_What you should do_.
Lines with the word "exactly" are the answer; copy each of them from the data below.

(Stored data entries)

* * *

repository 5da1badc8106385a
//! Latency visibility toggle.
//!
//! Latency measurements are hidden unless the page was opened with a
//! non-empty `latency-measurement` query parameter.

use url::Url;

pub const LATENCY_MEASUREMENT_PARAM: &str = "latency-measurement";

pub fn show_latency_from_url(url: &Url) -> bool {
    url.query_pairs()
        .find(|(key, _)| key == LATENCY_MEASUREMENT_PARAM)
        .is_some_and(|(_, value)| !value.is_empty())
}

/// Same as `show_latency_from_url` for a bare query string, with or without
/// the leading `?`.
pub fn show_latency_from_query(query: &str) -> bool {
    let query = query.strip_prefix('?').unwrap_or(query);
    url::form_urlencoded::parse(query.as_bytes())
        .find(|(key, _)| key == LATENCY_MEASUREMENT_PARAM)
        .is_some_and(|(_, value)| !value.is_empty())
}

#[cfg(test)]
mod tests {
    use super::*;

    #[test]
    fn test_absent_or_empty_hides() {
        assert!(!show_latency_from_query(""));
        assert!(!show_latency_from_query("?other=1"));
        assert!(!show_latency_from_query("latency-measurement"));
        assert!(!show_latency_from_query("latency-measurement="));
    }

    #[test]
    fn test_non_empty_value_shows() {
        assert!(show_latency_from_query("?latency-measurement=1"));
        assert!(show_latency_from_query("a=b&latency-measurement=true"));
        // any non-empty value counts, even "false"
        assert!(show_latency_from_query("latency-measurement=false"));
    }

    #[test]
    fn test_first_occurrence_wins() {
        assert!(!show_latency_from_query(
            "latency-measurement=&latency-measurement=1"
        ));
    }

    #[test]
    fn test_from_url() {
        let url = Url::parse("https://agent.example/?latency-measurement=on").unwrap();
        assert!(show_latency_from_url(&url));
        let url = Url::parse("https://agent.example/").unwrap();
        assert!(!show_latency_from_url(&url));
    }
}
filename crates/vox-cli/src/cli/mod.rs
//! CLI entry and dispatch.

use std::path::PathBuf;

use anyhow::{Context, Result};
use clap::Parser;
use vox_core::config;
use vox_core::markup::NormalizeStrategy;

mod commands;

#[derive(Parser)]
#[command(name = "vox")]
#[command(version = "0.1")]
#[command(about = "Voice agent live transcript renderer")]
struct Cli {
    #[command(subcommand)]
    command: Commands,
}

#[derive(clap::Subcommand)]
enum Commands {
    /// Renders a transcript from JSON-lines events
    Render {
        /// Events file, one JSON object per line ("-" for stdin)
        #[arg(value_name = "EVENTS", default_value = "-")]
        events: PathBuf,

        /// Page URL; a non-empty `latency-measurement` parameter shows latency
        #[arg(long)]
        url: Option<String>,

        /// Show latency measurements regardless of config and URL
        #[arg(long)]
        show_latency: bool,

        /// Override the markup strategy from config
        #[arg(long, value_enum)]
        strategy: Option<StrategyArg>,

        /// Output format
        #[arg(long, value_enum, default_value_t = FormatArg::Html)]
        format: FormatArg,

        /// Viewport height in lines; text output shows the newest lines only
        #[arg(long, value_name = "LINES")]
        height: Option<usize>,
    },

    /// Normalizes speech-synthesis markup in agent text
    Normalize {
        /// Text to normalize (reads stdin if omitted)
        #[arg(value_name = "TEXT")]
        text: Option<String>,

        /// Override the markup strategy from config
        #[arg(long, value_enum)]
        strategy: Option<StrategyArg>,
    },

    /// Fetches the agent prompt, falling back to the built-in prompt
    Prompt {
        /// Prompt location (overrides `prompt_url` from config)
        #[arg(long)]
        url: Option<String>,

        /// Print the full session settings message instead of the prompt
        #[arg(long)]
        settings: bool,
    },

    /// Lists the available agent voices
    Voices,

    /// Manage configuration
    Config {
        #[command(subcommand)]
        command: ConfigCommands,
    },
}

#[derive(clap::Subcommand)]
enum ConfigCommands {
    /// Show the path to the config file
    Path,
    /// Initialize a default config file (if not present)
    Init,
}

#[derive(Debug, Clone, Copy, clap::ValueEnum)]
enum StrategyArg {
    Strip,
    Glyph,
}

impl From<StrategyArg> for NormalizeStrategy {
    fn from(arg: StrategyArg) -> Self {
        match arg {
            StrategyArg::Strip => NormalizeStrategy::Strip,
            StrategyArg::Glyph => NormalizeStrategy::Glyph,
        }
    }
}

#[derive(Debug, Clone, Copy, PartialEq, Eq, clap::ValueEnum)]
enum FormatArg {
    Html,
    Text,
}

pub fn run() -> Result<()> {
    let cli = Cli::parse();

    init_tracing();

    // one tokio runtime for everything
    let rt = tokio::runtime::Runtime::new().context("create tokio runtime")?;

    rt.block_on(async move { dispatch(cli).await })
}

/// Logs go to stderr so stdout stays clean for rendered output.
fn init_tracing() {
    let filter = tracing_subscriber::EnvFilter::try_from_default_env()
        .unwrap_or_else(|_| tracing_subscriber::EnvFilter::new("warn"));
    let _ = tracing_subscriber::fmt()
        .with_env_filter(filter)
        .with_writer(std::io::stderr)
        .try_init();
}

async fn dispatch(cli: Cli) -> Result<()> {
    let config = config::Config::load().context("load config")?;

    match cli.command {
        Commands::Render {
            events,
            url,
            show_latency,
            strategy,
            format,
            height,
        } => commands::render::run(&commands::render::RenderOptions {
            events: &events,
            config: &config,
            url: url.as_deref(),
            show_latency,
            strategy: strategy.map(Into::into),
            text: format == FormatArg::Text,
            height,
        }),

        Commands::Normalize { text, strategy } => {
            let strategy = strategy.map_or(config.normalize_strategy, Into::into);
            commands::normalize::run(text, strategy)
        }

        Commands::Prompt { url, settings } => {
            commands::prompt::run(&config, url.as_deref(), settings).await
        }

        Commands::Voices => {
            commands::voices::list();
            Ok(())
        }

        Commands::Config { command } => match command {
            ConfigCommands::Path => {
                commands::config::path();
                Ok(())
            }
            ConfigCommands::Init => commands::config::init(),
        },
    }
}
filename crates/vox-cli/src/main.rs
mod cli;

fn main() {
    if let Err(e) = cli::run() {
        eprintln!("{e:#}"); // pretty anyhow chain
        std::process::exit(1);
    }
}
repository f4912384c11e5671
pub struct ThematicBreak;

impl ThematicBreak {
    pub const MARK: char = '-';
    pub const MIN_RUN: usize = 3;

    /// A rule is three or more `-` and nothing else once trimmed.
    pub fn matches(line: &str) -> bool {
        let t = line.trim();
        t.len() >= Self::MIN_RUN && t.chars().all(|c| c == Self::MARK)
    }
}
/// A forward-only cursor over a single line of text.
///
/// Positions are byte offsets into `s`. All syntax delimiters are ASCII, so
/// the cursor may step byte-wise over them; text between delimiters is
/// stepped a whole `char` at a time with [`Cursor::bump_char`] so every
/// recorded position lands on a char boundary.
#[derive(Clone)]
pub struct Cursor<'a> {
    /// The line being scanned.
    pub s: &'a str,
    /// Current byte index into `s`.
    pub i: usize,
}

impl<'a> Cursor<'a> {
    /// Creates a new cursor at the start of `s`.
    pub fn new(s: &'a str) -> Self {
        Self { s, i: 0 }
    }

    /// Returns true if at end of string.
    pub fn eof(&self) -> bool {
        self.i >= self.s.len()
    }

    /// Peeks at the current byte without advancing.
    pub fn peek(&self) -> Option<u8> {
        self.s.as_bytes().get(self.i).copied()
    }

    /// Peeks at the byte `n` positions ahead of the cursor.
    pub fn peek_at(&self, n: usize) -> Option<u8> {
        self.s.as_bytes().get(self.i + n).copied()
    }

    /// Checks if the remaining input starts with the given byte pattern.
    pub fn starts_with(&self, pat: &[u8]) -> bool {
        self.s.as_bytes()[self.i.min(self.s.len())..].starts_with(pat)
    }

    /// The unconsumed remainder of the line.
    pub fn rest(&self) -> &'a str {
        &self.s[self.i.min(self.s.len())..]
    }

    /// Finds the first occurrence of `pat` at or after `from`, returning its
    /// absolute byte index. This is the non-greedy closing-delimiter search.
    pub fn find_from(&self, from: usize, pat: &str) -> Option<usize> {
        self.s.get(from..)?.find(pat).map(|off| from + off)
    }

    /// Slices `[start, end)` out of the line.
    pub fn slice(&self, start: usize, end: usize) -> &'a str {
        &self.s[start..end]
    }

    /// Advances by `n` bytes.
    pub fn bump_n(&mut self, n: usize) {
        self.i += n;
    }

    /// Moves the cursor to an absolute byte index. Never moves backwards.
    pub fn jump_to(&mut self, i: usize) {
        debug_assert!(i >= self.i, "cursor must advance monotonically");
        self.i = i.max(self.i);
    }

    /// Advances past the current `char`, returning it.
    pub fn bump_char(&mut self) -> Option<char> {
        let c = self.rest().chars().next()?;
        self.i += c.len_utf8();
        Some(c)
    }
}
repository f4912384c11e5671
pub mod blocks;
pub mod inline;
pub mod invariants;
pub mod rope;

#[cfg(test)]
mod tests;

use xi_rope::Rope;

use crate::highlight::{HighlightCache, Highlighter, LanguageRegistry, builtin_registry};

use blocks::{BlockBuilder, DocumentNode, MarkdownLineClassifier};
use rope::{rope_text, source_lines};

/// Parses a whole document with the builtin highlighting languages.
///
/// Never fails: any line that matches no block construct is a paragraph, and
/// an unterminated fence is closed at end of input. Each call starts from
/// scratch; nothing is carried between calls.
pub fn parse(document: &str) -> Vec<DocumentNode> {
    Parser::new().parse(document)
}

/// Parses an editor buffer held as a rope.
pub fn parse_rope(rope: &Rope) -> Vec<DocumentNode> {
    parse(&rope_text(rope))
}

/// A parse configuration: which languages to highlight and, optionally, a
/// caller-owned highlight cache.
#[derive(Debug, Clone, Copy)]
pub struct Parser<'a> {
    highlighter: Highlighter<'a>,
}

impl Parser<'static> {
    pub fn new() -> Self {
        Self {
            highlighter: Highlighter::new(builtin_registry()),
        }
    }
}

impl Default for Parser<'static> {
    fn default() -> Self {
        Self::new()
    }
}

impl<'a> Parser<'a> {
    pub fn with_registry(registry: &'a LanguageRegistry) -> Self {
        Self {
            highlighter: Highlighter::new(registry),
        }
    }

    pub fn with_cache(self, cache: &'a HighlightCache) -> Parser<'a> {
        Parser {
            highlighter: self.highlighter.with_cache(cache),
        }
    }

    pub fn parse(&self, document: &str) -> Vec<DocumentNode> {
        let classifier = MarkdownLineClassifier;
        let mut builder = BlockBuilder::new(self.highlighter);

        for line in source_lines(document) {
            let lc = classifier.classify(line);
            builder.push(&lc);
        }

        let nodes = builder.finish();
        log::trace!("parsed {} bytes into {} nodes", document.len(), nodes.len());
        nodes
    }

    pub fn parse_rope(&self, rope: &Rope) -> Vec<DocumentNode> {
        self.parse(&rope_text(rope))
    }
}
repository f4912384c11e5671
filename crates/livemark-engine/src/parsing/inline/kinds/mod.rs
//! # Inline Kinds
//!
//! Inline-specific types that own their syntax delimiters.
//!
//! ## Types
//!
//! - **`CodeSpan`**: `TICK`, a single backtick
//! - **`Emphasis`**: `STRONG = "**"`, `EM = "*"`
//! - **`Link`**: `OPEN = '['`, `TEXT_CLOSE = "]"`, `TARGET_OPEN = '('`, `TARGET_CLOSE = ")"`, `IMAGE_BANG = '!'`
//!
//! ## Design Principle
//!
//! All delimiter constants live here, not scattered in parser code.
//! The parser calls these constants; it never hardcodes `**` or `` ` ``.

pub mod code_span;
pub mod emphasis;
pub mod link;

pub use code_span::CodeSpan;
pub use emphasis::Emphasis;
pub use link::Link;
pub mod highlight;
pub mod parsing;
pub mod stats;

// Re-export key types for easier usage
pub use highlight::{
    CodeToken, HighlightCache, LanguageDef, LanguageRegistry, TokenKind, highlight,
    highlight_with,
};
pub use parsing::{
    Parser,
    blocks::DocumentNode,
    inline::{InlineSpan, spans_to_plain, tokenize_inline},
    parse, parse_rope,
};
pub use stats::{DocumentStats, stats};
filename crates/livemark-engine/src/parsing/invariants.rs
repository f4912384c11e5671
use crate::{
    highlight::tokens_to_line,
    parsing::{
        blocks::{DocumentNode, kinds::CodeFence},
        rope::source_lines,
    },
};

/// Validates parser output against its source.
///
/// Walks the nodes and the source lines in lockstep and asserts that:
/// - Every node accounts for exactly the lines it was built from, in order
/// - Code block token lines reproduce their source lines exactly
/// - Heading levels are within 1..=6 and list groups are non-empty
///
/// # Panics
/// Panics with a descriptive message if any invariant is violated.
pub fn check(document: &str, nodes: &[DocumentNode]) {
    let lines: Vec<&str> = source_lines(document).collect();
    let mut at = 0usize;

    for (n, node) in nodes.iter().enumerate() {
        assert!(
            at < lines.len(),
            "node {n} ({}) has no source line left (line count: {})",
            node.kind_name(),
            lines.len()
        );

        match node {
            DocumentNode::CodeBlock { lines: code, .. } => {
                assert!(
                    CodeFence::opens(lines[at]).is_some(),
                    "code block {n} does not start at a fence: {:?}",
                    lines[at]
                );
                at += 1;
                for tokens in code {
                    assert_eq!(
                        tokens_to_line(tokens),
                        lines[at],
                        "code tokens of node {n} do not reproduce source line {at}"
                    );
                    at += 1;
                }
                // The closing fence is absent only at end of input.
                if at < lines.len() {
                    assert!(
                        CodeFence::closes(lines[at]),
                        "code block {n} not followed by a closing fence: {:?}",
                        lines[at]
                    );
                    at += 1;
                }
            }
            DocumentNode::UnorderedList { items } | DocumentNode::OrderedList { items } => {
                assert!(!items.is_empty(), "list node {n} has no items");
                at += items.len();
            }
            DocumentNode::Heading { level, .. } => {
                assert!(
                    (1..=6).contains(level),
                    "heading node {n} has level {level}"
                );
                at += 1;
            }
            DocumentNode::Paragraph { .. }
            | DocumentNode::BlockQuote { .. }
            | DocumentNode::HorizontalRule
            | DocumentNode::Blank => at += 1,
        }
    }

    assert_eq!(
        at,
        lines.len(),
        "nodes cover {at} source lines but the document has {}",
        lines.len()
    );
}
/// Blockquote block type with owned delimiter constant.
///
/// Quotes are single-line in this grammar: consecutive `>` lines produce
/// separate nodes and `>>` is not nesting.
pub struct BlockQuote;

impl BlockQuote {
    /// The blockquote prefix character.
    pub const PREFIX: char = '>';

    /// Strips the `>` prefix and at most one following space.
    ///
    /// Returns `None` if the line doesn't start with `>`.
    pub fn strip_prefix(line: &str) -> Option<&str> {
        let rest = line.strip_prefix(Self::PREFIX)?;
        Some(rest.strip_prefix(' ').unwrap_or(rest))
    }
}
//! Adapters between editor buffers and the line-oriented parser.

pub mod lines;

use std::borrow::Cow;

use xi_rope::Rope;

pub use lines::source_lines;

/// Borrows the full text of a rope, allocating only if it is fragmented.
pub fn rope_text(rope: &Rope) -> Cow<'_, str> {
    rope.slice_to_cow(..)
}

* * *

_Reply_.
/// - Every node accounts for exactly the lines it was built from, in order
/// - Code block token lines reproduce their source lines exactly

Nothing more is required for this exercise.